The TGF-β1 molecule is a versatile cytokine that contributes a complex role in inflammation. TGF-β1 is part of the TGF-β family and has a role in various pathological and physiological procedures including immune regulation, tissue development, wound healing, and inflammation. Its role in inflammation can be both anti-inflammatory and pro-inflammatory, which varies depending on the context and stage of the inflammatory response [32]. TGF-β1 has immunosuppressive effects and can prevent the proliferation and activation of various immune cells, such as B and T cells. Also, for the differentiation and maintenance of regulatory T cells, which have a crucial role in immune tolerance and inhibition of excessive immune responses is crucial [33]. On the other hand, TGF-β1 stimulates the production of extracellular matrix proteins and leads to tissue regeneration. In addition, TGF-β1 can influence the production of other cytokines in the inflammatory environment. It may increase the production of certain anti-inflammatory cytokines while preventing the secretion of pro-inflammatory cytokines. The effects of TGF-β1 are highly context-dependent. In acute inflammation or in the early phases of damage, it may have anti-inflammatory effects by promoting tissue repair and regulating immunity [33, 34]. However, in chronic inflammation, TGF-β1 can contribute to fibrosis and tissue damage. Also, this molecule plays a role in relieving inflammation by promoting the clearing of apoptotic cells and tissue repair processes. In addition, the rs1800470 SNP is positioned in the signal peptide region, which impacts the TGFβ1 secretion [35]. As mentioned, the TGF-β1 molecule plays a major role in inflammation, and any changes in the structure and expression of this molecule may increase the risk of inflammatory disorders and interfere with stroke pathology [36, 37].

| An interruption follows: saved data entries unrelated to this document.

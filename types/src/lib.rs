//! Shared configuration types for mapmark.
//!
//! Kept free of engine logic so settings editors and tooling can depend on
//! it without pulling in the overlay engine.

pub mod config;

pub use config::{
    CONFIG_VERSION, DEFAULT_BOTANY_PRIMARY_ICON, DEFAULT_BOTANY_SECONDARY_ICON, DEFAULT_HUNT_ICON,
    DEFAULT_MINING_PRIMARY_ICON, DEFAULT_MINING_SECONDARY_ICON, GatherIcons, GatherMapConfig,
    IconId, MobHuntConfig, RuleConfiguration,
};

Genetic polymorphisms based on their location on the gene may change the structure and expression of a gene. If the genetic variants are in upstream or downstream regions, it can change gene expression because these mentioned regions have binding elements and can change the binding of regulatory proteins. On the other hand, the polymorphisms that exist in the structural part of the gene may be exonic or intronic, which in any case can affect the splicing process and change the function of the gene. Meanwhile, exon polymorphisms, if they are of missense type, could impact the protein function and structure. The rs1800470 polymorphism is also an exonic variant, so it may affect gene expression and protein structure [38, 39]. Examining the impacts of genetic varieties on gene function experimentally is a difficult and time-consuming task, so computational approaches can be helpful in this field [40]. Therefore, it is suggested to investigate the effects of rs1800470 variation on gene function with an in silico approach.